**Task description**: From the first entry to the last, copy the material exactly as it stands.

**Given data**:
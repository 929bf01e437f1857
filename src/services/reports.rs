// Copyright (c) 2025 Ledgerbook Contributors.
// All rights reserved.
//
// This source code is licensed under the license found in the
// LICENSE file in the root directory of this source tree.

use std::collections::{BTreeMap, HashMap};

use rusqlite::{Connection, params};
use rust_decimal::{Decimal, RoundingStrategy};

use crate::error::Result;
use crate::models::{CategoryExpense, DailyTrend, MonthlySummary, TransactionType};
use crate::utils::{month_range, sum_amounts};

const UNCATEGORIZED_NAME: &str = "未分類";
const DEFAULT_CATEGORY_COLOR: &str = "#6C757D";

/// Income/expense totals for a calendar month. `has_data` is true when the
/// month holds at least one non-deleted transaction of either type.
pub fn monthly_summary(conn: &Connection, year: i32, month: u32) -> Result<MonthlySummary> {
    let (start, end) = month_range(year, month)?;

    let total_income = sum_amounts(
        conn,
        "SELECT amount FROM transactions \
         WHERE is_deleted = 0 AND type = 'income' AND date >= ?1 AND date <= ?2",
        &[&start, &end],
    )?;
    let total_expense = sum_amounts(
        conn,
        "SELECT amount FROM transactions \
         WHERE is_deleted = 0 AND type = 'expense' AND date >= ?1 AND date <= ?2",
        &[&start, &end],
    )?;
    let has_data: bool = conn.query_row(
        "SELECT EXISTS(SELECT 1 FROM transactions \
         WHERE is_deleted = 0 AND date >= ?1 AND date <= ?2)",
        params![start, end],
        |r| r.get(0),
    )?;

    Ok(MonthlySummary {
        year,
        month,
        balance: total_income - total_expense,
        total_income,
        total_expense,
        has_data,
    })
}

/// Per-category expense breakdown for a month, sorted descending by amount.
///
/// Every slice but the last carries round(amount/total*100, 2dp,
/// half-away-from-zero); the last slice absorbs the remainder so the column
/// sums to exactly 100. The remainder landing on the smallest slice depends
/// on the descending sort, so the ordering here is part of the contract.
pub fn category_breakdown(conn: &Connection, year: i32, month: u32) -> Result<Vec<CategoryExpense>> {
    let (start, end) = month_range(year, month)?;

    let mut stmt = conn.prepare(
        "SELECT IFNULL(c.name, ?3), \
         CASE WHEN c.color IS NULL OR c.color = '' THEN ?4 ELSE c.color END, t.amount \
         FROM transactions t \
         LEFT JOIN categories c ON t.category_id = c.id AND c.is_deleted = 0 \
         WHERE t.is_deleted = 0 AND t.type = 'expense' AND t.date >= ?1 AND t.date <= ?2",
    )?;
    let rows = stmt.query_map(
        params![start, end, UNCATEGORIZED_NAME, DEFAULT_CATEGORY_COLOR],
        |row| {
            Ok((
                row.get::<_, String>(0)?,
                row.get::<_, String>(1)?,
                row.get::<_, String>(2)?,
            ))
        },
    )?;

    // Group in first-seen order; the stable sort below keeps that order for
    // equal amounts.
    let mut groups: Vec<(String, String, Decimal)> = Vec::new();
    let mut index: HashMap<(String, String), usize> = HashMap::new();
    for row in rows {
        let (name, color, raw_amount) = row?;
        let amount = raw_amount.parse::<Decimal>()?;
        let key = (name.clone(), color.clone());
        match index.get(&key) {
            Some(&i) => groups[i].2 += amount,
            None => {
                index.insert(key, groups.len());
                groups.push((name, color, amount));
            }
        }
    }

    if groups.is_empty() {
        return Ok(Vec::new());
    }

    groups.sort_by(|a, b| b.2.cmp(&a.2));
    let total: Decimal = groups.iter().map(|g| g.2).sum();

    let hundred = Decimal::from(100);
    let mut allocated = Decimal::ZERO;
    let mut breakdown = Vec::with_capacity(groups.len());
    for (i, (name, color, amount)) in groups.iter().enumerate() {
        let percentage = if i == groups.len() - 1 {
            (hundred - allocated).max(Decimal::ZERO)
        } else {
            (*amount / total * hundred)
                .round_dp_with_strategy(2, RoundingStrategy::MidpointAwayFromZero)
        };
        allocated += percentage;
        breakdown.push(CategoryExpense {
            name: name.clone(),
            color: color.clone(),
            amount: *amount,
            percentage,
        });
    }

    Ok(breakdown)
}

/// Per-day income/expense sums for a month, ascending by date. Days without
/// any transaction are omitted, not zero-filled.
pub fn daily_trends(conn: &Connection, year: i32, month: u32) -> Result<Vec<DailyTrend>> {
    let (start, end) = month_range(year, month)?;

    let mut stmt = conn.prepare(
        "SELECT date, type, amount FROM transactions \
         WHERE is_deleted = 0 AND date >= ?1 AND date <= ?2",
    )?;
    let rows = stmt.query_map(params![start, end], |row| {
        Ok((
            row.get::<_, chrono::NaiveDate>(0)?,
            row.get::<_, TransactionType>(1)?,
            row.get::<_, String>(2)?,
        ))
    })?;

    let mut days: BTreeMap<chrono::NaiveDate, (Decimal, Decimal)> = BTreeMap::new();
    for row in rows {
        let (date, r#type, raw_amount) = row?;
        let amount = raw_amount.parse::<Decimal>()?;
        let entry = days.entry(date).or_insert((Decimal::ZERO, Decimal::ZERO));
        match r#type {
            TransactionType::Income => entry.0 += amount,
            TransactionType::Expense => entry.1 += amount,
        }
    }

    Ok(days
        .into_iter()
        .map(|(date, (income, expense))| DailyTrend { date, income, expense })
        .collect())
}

**Written response**:
repository 929bf01e437f1857
filename src/services/reports.rs
// Copyright (c) 2025 Ledgerbook Contributors.
// All rights reserved.
//
// This source code is licensed under the license found in the
// LICENSE file in the root directory of this source tree.

use std::collections::{BTreeMap, HashMap};

use rusqlite::{Connection, params};
use rust_decimal::{Decimal, RoundingStrategy};

use crate::error::Result;
use crate::models::{CategoryExpense, DailyTrend, MonthlySummary, TransactionType};
use crate::utils::{month_range, sum_amounts};

const UNCATEGORIZED_NAME: &str = "未分類";
const DEFAULT_CATEGORY_COLOR: &str = "#6C757D";

/// Income/expense totals for a calendar month. `has_data` is true when the
/// month holds at least one non-deleted transaction of either type.
pub fn monthly_summary(conn: &Connection, year: i32, month: u32) -> Result<MonthlySummary> {
    let (start, end) = month_range(year, month)?;

    let total_income = sum_amounts(
        conn,
        "SELECT amount FROM transactions \
         WHERE is_deleted = 0 AND type = 'income' AND date >= ?1 AND date <= ?2",
        &[&start, &end],
    )?;
    let total_expense = sum_amounts(
        conn,
        "SELECT amount FROM transactions \
         WHERE is_deleted = 0 AND type = 'expense' AND date >= ?1 AND date <= ?2",
        &[&start, &end],
    )?;
    let has_data: bool = conn.query_row(
        "SELECT EXISTS(SELECT 1 FROM transactions \
         WHERE is_deleted = 0 AND date >= ?1 AND date <= ?2)",
        params![start, end],
        |r| r.get(0),
    )?;

    Ok(MonthlySummary {
        year,
        month,
        balance: total_income - total_expense,
        total_income,
        total_expense,
        has_data,
    })
}

/// Per-category expense breakdown for a month, sorted descending by amount.
///
/// Every slice but the last carries round(amount/total*100, 2dp,
/// half-away-from-zero); the last slice absorbs the remainder so the column
/// sums to exactly 100. The remainder landing on the smallest slice depends
/// on the descending sort, so the ordering here is part of the contract.
pub fn category_breakdown(conn: &Connection, year: i32, month: u32) -> Result<Vec<CategoryExpense>> {
    let (start, end) = month_range(year, month)?;

    let mut stmt = conn.prepare(
        "SELECT IFNULL(c.name, ?3), \
         CASE WHEN c.color IS NULL OR c.color = '' THEN ?4 ELSE c.color END, t.amount \
         FROM transactions t \
         LEFT JOIN categories c ON t.category_id = c.id AND c.is_deleted = 0 \
         WHERE t.is_deleted = 0 AND t.type = 'expense' AND t.date >= ?1 AND t.date <= ?2",
    )?;
    let rows = stmt.query_map(
        params![start, end, UNCATEGORIZED_NAME, DEFAULT_CATEGORY_COLOR],
        |row| {
            Ok((
                row.get::<_, String>(0)?,
                row.get::<_, String>(1)?,
                row.get::<_, String>(2)?,
            ))
        },
    )?;

    // Group in first-seen order; the stable sort below keeps that order for
    // equal amounts.
    let mut groups: Vec<(String, String, Decimal)> = Vec::new();
    let mut index: HashMap<(String, String), usize> = HashMap::new();
    for row in rows {
        let (name, color, raw_amount) = row?;
        let amount = raw_amount.parse::<Decimal>()?;
        let key = (name.clone(), color.clone());
        match index.get(&key) {
            Some(&i) => groups[i].2 += amount,
            None => {
                index.insert(key, groups.len());
                groups.push((name, color, amount));
            }
        }
    }

    if groups.is_empty() {
        return Ok(Vec::new());
    }

    groups.sort_by(|a, b| b.2.cmp(&a.2));
    let total: Decimal = groups.iter().map(|g| g.2).sum();

    let hundred = Decimal::from(100);
    let mut allocated = Decimal::ZERO;
    let mut breakdown = Vec::with_capacity(groups.len());
    for (i, (name, color, amount)) in groups.iter().enumerate() {
        let percentage = if i == groups.len() - 1 {
            (hundred - allocated).max(Decimal::ZERO)
        } else {
            (*amount / total * hundred)
                .round_dp_with_strategy(2, RoundingStrategy::MidpointAwayFromZero)
        };
        allocated += percentage;
        breakdown.push(CategoryExpense {
            name: name.clone(),
            color: color.clone(),
            amount: *amount,
            percentage,
        });
    }

    Ok(breakdown)
}

/// Per-day income/expense sums for a month, ascending by date. Days without
/// any transaction are omitted, not zero-filled.
pub fn daily_trends(conn: &Connection, year: i32, month: u32) -> Result<Vec<DailyTrend>> {
    let (start, end) = month_range(year, month)?;

    let mut stmt = conn.prepare(
        "SELECT date, type, amount FROM transactions \
         WHERE is_deleted = 0 AND date >= ?1 AND date <= ?2",
    )?;
    let rows = stmt.query_map(params![start, end], |row| {
        Ok((
            row.get::<_, chrono::NaiveDate>(0)?,
            row.get::<_, TransactionType>(1)?,
            row.get::<_, String>(2)?,
        ))
    })?;

    let mut days: BTreeMap<chrono::NaiveDate, (Decimal, Decimal)> = BTreeMap::new();
    for row in rows {
        let (date, r#type, raw_amount) = row?;
        let amount = raw_amount.parse::<Decimal>()?;
        let entry = days.entry(date).or_insert((Decimal::ZERO, Decimal::ZERO));
        match r#type {
            TransactionType::Income => entry.0 += amount,
            TransactionType::Expense => entry.1 += amount,
        }
    }

    Ok(days
        .into_iter()
        .map(|(date, (income, expense))| DailyTrend { date, income, expense })
        .collect())
}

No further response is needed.